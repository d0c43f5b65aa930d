//! Major/minor tick generation, label formatting and label thinning.

use crate::angle::AngleDomain;
use crate::shape::LabelPolicy;
use crate::text::arc_labels_width;
use tracing::{debug, info};

/// Half of the major tick count above which increments are coarsened.
pub const MAX_MAJOR_TICKS: usize = 40;
/// Upper bound on minor ticks between two major ticks.
pub const MAX_MINOR_TICKS: usize = 20;
/// Label shift applied by the rotated variants, in radians (3°).
pub const LABEL_NUDGE: f64 = 3.0 * std::f64::consts::PI / 180.0;

const EPSILON: f64 = 1e-9;

/// Increments and counts after the density caps have been applied.
#[derive(Debug, Clone, Copy, PartialEq)]
pub struct TickPlan {
    pub major_inc: f64,
    pub minor_inc: f64,
    pub major_count: usize,
    pub minor_per_major: usize,
    /// Integer factor both increments were multiplied by; 1 when untouched,
    /// saturating at `usize::MAX`.
    pub coarsen_factor: usize,
}

impl TickPlan {
    /// Returns `None` when the domain or increment is degenerate.
    pub fn compute(min: f64, max: f64, major_inc: f64, minor_inc: f64) -> Option<Self> {
        let span = max - min;
        let ratio = span / major_inc;
        if !(span > 0.0 && major_inc > 0.0 && ratio.is_finite()) {
            return None;
        }

        let mut major_inc = major_inc;
        let mut minor_inc = minor_inc;
        let mut major_count = (ratio.round() as usize).saturating_add(1);
        let mut coarsen_factor = 1usize;

        let cap = 2 * MAX_MAJOR_TICKS;
        if major_count >= cap {
            // smallest k with ceil(ratio / k) <= cap - 2; rounding can leave it one step short
            let mut k = (ratio / (cap - 2) as f64).ceil().max(2.0);
            while (span / (major_inc * k)).ceil() + 1.0 >= cap as f64 {
                k = (k + 1.0).max(k * (1.0 + 4.0 * f64::EPSILON));
            }
            info!(
                requested = major_count,
                factor = k,
                "too many major ticks, coarsening increments"
            );
            major_inc *= k;
            minor_inc *= k;
            major_count = (span / major_inc).ceil() as usize + 1;
            coarsen_factor = k as usize;
        }

        let mut minor_per_major = 0;
        if minor_inc > 0.0 {
            let per = (major_inc / minor_inc - EPSILON).ceil() - 1.0;
            if per > MAX_MINOR_TICKS as f64 {
                debug!(requested = per, "capping minor ticks per interval");
                minor_inc = major_inc / (MAX_MINOR_TICKS + 1) as f64;
                minor_per_major = MAX_MINOR_TICKS;
            } else if per > 0.0 {
                minor_per_major = per as usize;
            }
        }

        Some(Self {
            major_inc,
            minor_inc,
            major_count,
            minor_per_major,
            coarsen_factor,
        })
    }

    pub fn coarsened(&self) -> bool {
        self.coarsen_factor > 1
    }
}

/// Where a label's text sits relative to its anchor point.
#[derive(Debug, Clone, Copy, PartialEq, Eq)]
pub enum TextAnchor {
    Start,
    Middle,
    End,
}

#[derive(Debug, Clone, PartialEq)]
pub struct MajorTick {
    pub value: f64,
    pub radian: f64,
    pub label: String,
    pub label_radian: f64,
    pub anchor: TextAnchor,
    pub visible: bool,
}

#[derive(Debug, Clone, PartialEq, Default)]
pub struct TickSet {
    pub majors: Vec<MajorTick>,
    pub minors: Vec<f64>,
}

impl TickSet {
    pub fn labels(&self) -> impl Iterator<Item = &str> {
        self.majors.iter().map(|t| t.label.as_str())
    }

    pub fn visible_labels(&self) -> impl Iterator<Item = &MajorTick> {
        self.majors.iter().filter(|t| t.visible)
    }
}

pub fn build_tick_set(plan: &TickPlan, min: f64, max: f64, domain: &AngleDomain) -> TickSet {
    let step = domain.sweep * plan.major_inc / (max - min);
    let end = domain.begin - domain.sweep;
    let decimals = label_decimals(plan.major_inc).max(label_decimals(min));

    let mut majors = Vec::with_capacity(plan.major_count);
    for i in 0..plan.major_count {
        let mut value = min + i as f64 * plan.major_inc;
        let mut radian = domain.begin - i as f64 * step;
        if i + 1 == plan.major_count && (value > max || radian < end) {
            value = max;
            radian = end;
        }
        majors.push(MajorTick {
            value,
            radian,
            label: format_label(value, decimals),
            label_radian: radian,
            anchor: TextAnchor::Middle,
            visible: true,
        });
    }

    let mut minors = Vec::new();
    if plan.minor_per_major > 0 {
        for pair in majors.windows(2) {
            for j in 1..=plan.minor_per_major {
                let value = pair[0].value + j as f64 * plan.minor_inc;
                if value >= pair[1].value - EPSILON || value > max + EPSILON {
                    break;
                }
                minors.push(domain.radian_for(value, min, max));
            }
        }
    }

    TickSet { majors, minors }
}

/// Decimal places needed to print multiples of `inc` exactly, at most 4.
pub fn label_decimals(inc: f64) -> usize {
    (0..=4)
        .find(|&d| {
            let scaled = inc * 10f64.powi(d as i32);
            (scaled - scaled.round()).abs() < 1e-6
        })
        .unwrap_or(4)
}

pub fn format_label(value: f64, decimals: usize) -> String {
    abbreviate(value, decimals)
}

/// Formats `value`, shortening thousands, millions and billions to `K`, `M`, `B`.
pub fn abbreviate(value: f64, decimals: usize) -> String {
    let magnitude = value.abs();
    let (scaled, suffix, digits) = if magnitude >= 1e9 {
        (value / 1e9, "B", 2)
    } else if magnitude >= 1e6 {
        (value / 1e6, "M", 2)
    } else if magnitude >= 1e3 {
        (value / 1e3, "K", 2)
    } else {
        (value, "", decimals)
    };

    let mut text = format!("{:.*}", digits, scaled);
    if text.contains('.') {
        let trimmed = text.trim_end_matches('0').trim_end_matches('.').len();
        text.truncate(trimmed);
    }
    if text == "-0" {
        text = "0".to_string();
    }
    text.push_str(suffix);
    text
}

/// Smallest stride above `current` that splits `intervals` into equal gaps.
pub fn next_jump(current: usize, intervals: usize) -> usize {
    (current + 1..=intervals)
        .find(|j| intervals % j == 0)
        .unwrap_or_else(|| intervals.max(1))
}

/// Result of thinning labels along the arc.
#[derive(Debug, Clone, PartialEq)]
pub struct LabelLayout {
    pub flags: Vec<bool>,
    /// Every stride tried, in order; the last one produced `flags`.
    pub jumps: Vec<usize>,
}

/// Chooses which labels to draw so their combined width fits `available`.
///
/// `widths[i]` is the rendered width of label `i`. Strides only ever grow, and
/// the first and last label are always kept.
pub fn label_flags(widths: &[f64], gap: f64, available: f64) -> LabelLayout {
    let n = widths.len();
    if n <= 1 {
        return LabelLayout {
            flags: vec![true; n],
            jumps: vec![1],
        };
    }

    let intervals = n - 1;
    let mut jump = 1;
    let mut jumps = vec![jump];
    loop {
        let shown: Vec<usize> = (0..n).step_by(jump).collect();
        let widest = shown.iter().map(|&i| widths[i]).fold(0.0, f64::max);
        let needed = arc_labels_width(shown.len(), widest, gap);
        if needed <= available || jump >= intervals {
            debug!(jump, needed, available, "label stride chosen");
            let mut flags = vec![false; n];
            for i in shown {
                flags[i] = true;
            }
            return LabelLayout { flags, jumps };
        }
        jump = next_jump(jump, intervals);
        jumps.push(jump);
    }
}

impl LabelPolicy {
    /// Applies the variant's label rules on top of the thinned flags.
    pub fn apply(self, ticks: &mut TickSet, min: f64) {
        let last = ticks.majors.len().saturating_sub(1);
        match self {
            LabelPolicy::Radial => {}
            LabelPolicy::Endpoints => {
                for (i, tick) in ticks.majors.iter_mut().enumerate() {
                    tick.visible = i == 0 || i == last;
                    tick.anchor = match i {
                        0 => TextAnchor::Start,
                        _ => TextAnchor::End,
                    };
                }
            }
            LabelPolicy::Rotated => {
                for (i, tick) in ticks.majors.iter_mut().enumerate() {
                    if i == 0 || tick.label == "0" || tick.value == min {
                        tick.visible = false;
                    }
                    tick.label_radian = tick.radian + LABEL_NUDGE;
                }
            }
        }
    }
}

#[cfg(test)]
mod tests {
    use super::*;
    use crate::geometry::degree_to_radian;
    use crate::shape::ShapeVariant;

    fn domain() -> AngleDomain {
        AngleDomain::resolve(ShapeVariant::Full, degree_to_radian(270.0), 0.0)
    }

    #[test]
    fn test_quarters_of_a_hundred() {
        let plan = TickPlan::compute(0.0, 100.0, 25.0, 5.0).unwrap();
        assert_eq!(plan.major_count, 5);
        assert!(!plan.coarsened());
        assert_eq!(plan.minor_per_major, 4);

        let ticks = build_tick_set(&plan, 0.0, 100.0, &domain());
        let values: Vec<f64> = ticks.majors.iter().map(|t| t.value).collect();
        assert_eq!(values, vec![0.0, 25.0, 50.0, 75.0, 100.0]);
        let labels: Vec<&str> = ticks.labels().collect();
        assert_eq!(labels, vec!["0", "25", "50", "75", "100"]);
        assert_eq!(ticks.minors.len(), 16);
    }

    #[test]
    fn test_dense_domain_is_coarsened() {
        let plan = TickPlan::compute(0.0, 1.0, 0.001, 0.0005).unwrap();
        assert!(plan.coarsened());
        assert!(plan.major_count < 2 * MAX_MAJOR_TICKS);
        assert!((plan.minor_inc / plan.major_inc - 0.5).abs() < 1e-12);
    }

    #[test]
    fn test_huge_ratio_coarsens_in_one_step() {
        let plan = TickPlan::compute(0.0, 1e20, 1.0, 0.0).unwrap();
        assert!(plan.coarsened());
        assert!(plan.major_count >= 2 && plan.major_count < 2 * MAX_MAJOR_TICKS);
        assert!(plan.major_inc >= 1e20 / 78.0);

        let plan = TickPlan::compute(-1e300, 1e300, 1e-5, 0.0).unwrap();
        assert!(plan.major_count < 2 * MAX_MAJOR_TICKS);
        assert_eq!(plan.coarsen_factor, usize::MAX);
    }

    #[test]
    fn test_coarsening_picks_smallest_factor() {
        // 1000 intervals need a factor of ceil(1000 / 78) = 13
        let plan = TickPlan::compute(0.0, 1000.0, 1.0, 0.0).unwrap();
        assert_eq!(plan.coarsen_factor, 13);
        assert_eq!(plan.major_count, 78);
    }

    #[test]
    fn test_degenerate_domains() {
        assert!(TickPlan::compute(5.0, 5.0, 1.0, 0.5).is_none());
        assert!(TickPlan::compute(0.0, 10.0, 0.0, 0.5).is_none());
        assert!(TickPlan::compute(0.0, 10.0, -1.0, 0.5).is_none());
    }

    #[test]
    fn test_minor_ticks_are_capped() {
        let plan = TickPlan::compute(0.0, 100.0, 50.0, 0.1).unwrap();
        assert_eq!(plan.minor_per_major, MAX_MINOR_TICKS);
        assert!((plan.minor_inc - 50.0 / 21.0).abs() < 1e-12);
    }

    #[test]
    fn test_last_tick_is_pinned_to_end() {
        let d = domain();
        let plan = TickPlan::compute(0.0, 10.0, 4.0, 0.0).unwrap();
        assert_eq!(plan.major_count, 4);
        let ticks = build_tick_set(&plan, 0.0, 10.0, &d);
        let last = ticks.majors.last().unwrap();
        assert_eq!(last.value, 10.0);
        assert_eq!(last.radian, d.begin - d.sweep);
        assert!(ticks.minors.is_empty());
    }

    #[test]
    fn test_abbreviations() {
        assert_eq!(abbreviate(1200.0, 0), "1.2K");
        assert_eq!(abbreviate(1_500_000.0, 0), "1.5M");
        assert_eq!(abbreviate(2e9, 0), "2B");
        assert_eq!(abbreviate(-2500.0, 0), "-2.5K");
        assert_eq!(abbreviate(0.25, 2), "0.25");
        assert_eq!(abbreviate(0.5, 2), "0.5");
        assert_eq!(abbreviate(-0.000001, 0), "0");
        assert_eq!(abbreviate(999.0, 0), "999");
    }

    #[test]
    fn test_label_decimals() {
        assert_eq!(label_decimals(25.0), 0);
        assert_eq!(label_decimals(0.25), 2);
        assert_eq!(label_decimals(0.1), 1);
        assert_eq!(label_decimals(1.0 / 3.0), 4);
    }

    #[test]
    fn test_next_jump_divides_intervals() {
        assert_eq!(next_jump(1, 12), 2);
        assert_eq!(next_jump(2, 12), 3);
        assert_eq!(next_jump(4, 12), 6);
        assert_eq!(next_jump(6, 12), 12);
        assert_eq!(next_jump(1, 7), 7);
    }

    #[test]
    fn test_all_labels_fit_without_looping() {
        let layout = label_flags(&[10.0; 5], 4.0, 1000.0);
        assert_eq!(layout.flags, vec![true; 5]);
        assert_eq!(layout.jumps, vec![1]);
    }

    #[test]
    fn test_label_stride_steps() {
        // 13 labels of width 20: (k-1)*20 + 4*(k-2)
        // k=13 -> 284, k=7 -> 140, k=5 -> 92, k=4 -> 68
        let layout = label_flags(&[20.0; 13], 4.0, 100.0);
        assert_eq!(layout.jumps, vec![1, 2, 3]);
        let shown: Vec<usize> = (0..13).filter(|&i| layout.flags[i]).collect();
        assert_eq!(shown, vec![0, 3, 6, 9, 12]);
    }

    #[test]
    fn test_prime_interval_count_drops_to_endpoints() {
        let layout = label_flags(&[30.0; 8], 4.0, 10.0);
        assert_eq!(layout.jumps, vec![1, 7]);
        assert_eq!(
            layout.flags,
            vec![true, false, false, false, false, false, false, true]
        );
    }

    #[test]
    fn test_endpoint_policy() {
        let plan = TickPlan::compute(0.0, 100.0, 25.0, 0.0).unwrap();
        let mut ticks = build_tick_set(&plan, 0.0, 100.0, &domain());
        LabelPolicy::Endpoints.apply(&mut ticks, 0.0);
        let visible: Vec<&str> = ticks.visible_labels().map(|t| t.label.as_str()).collect();
        assert_eq!(visible, vec!["0", "100"]);
        assert_eq!(ticks.majors[0].anchor, TextAnchor::Start);
        assert_eq!(ticks.majors[4].anchor, TextAnchor::End);
    }

    #[test]
    fn test_rotated_policy_hides_zero_and_min() {
        let plan = TickPlan::compute(-50.0, 50.0, 25.0, 0.0).unwrap();
        let mut ticks = build_tick_set(&plan, -50.0, 50.0, &domain());
        LabelPolicy::Rotated.apply(&mut ticks, -50.0);
        let visible: Vec<&str> = ticks.visible_labels().map(|t| t.label.as_str()).collect();
        assert_eq!(visible, vec!["-25", "25", "50"]);
        let t = &ticks.majors[1];
        assert!((t.label_radian - t.radian - LABEL_NUDGE).abs() < 1e-12);
    }
}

****

Report how many lines in the records above contain the word "requested", giving only the number.

# TASK ANSWER:
2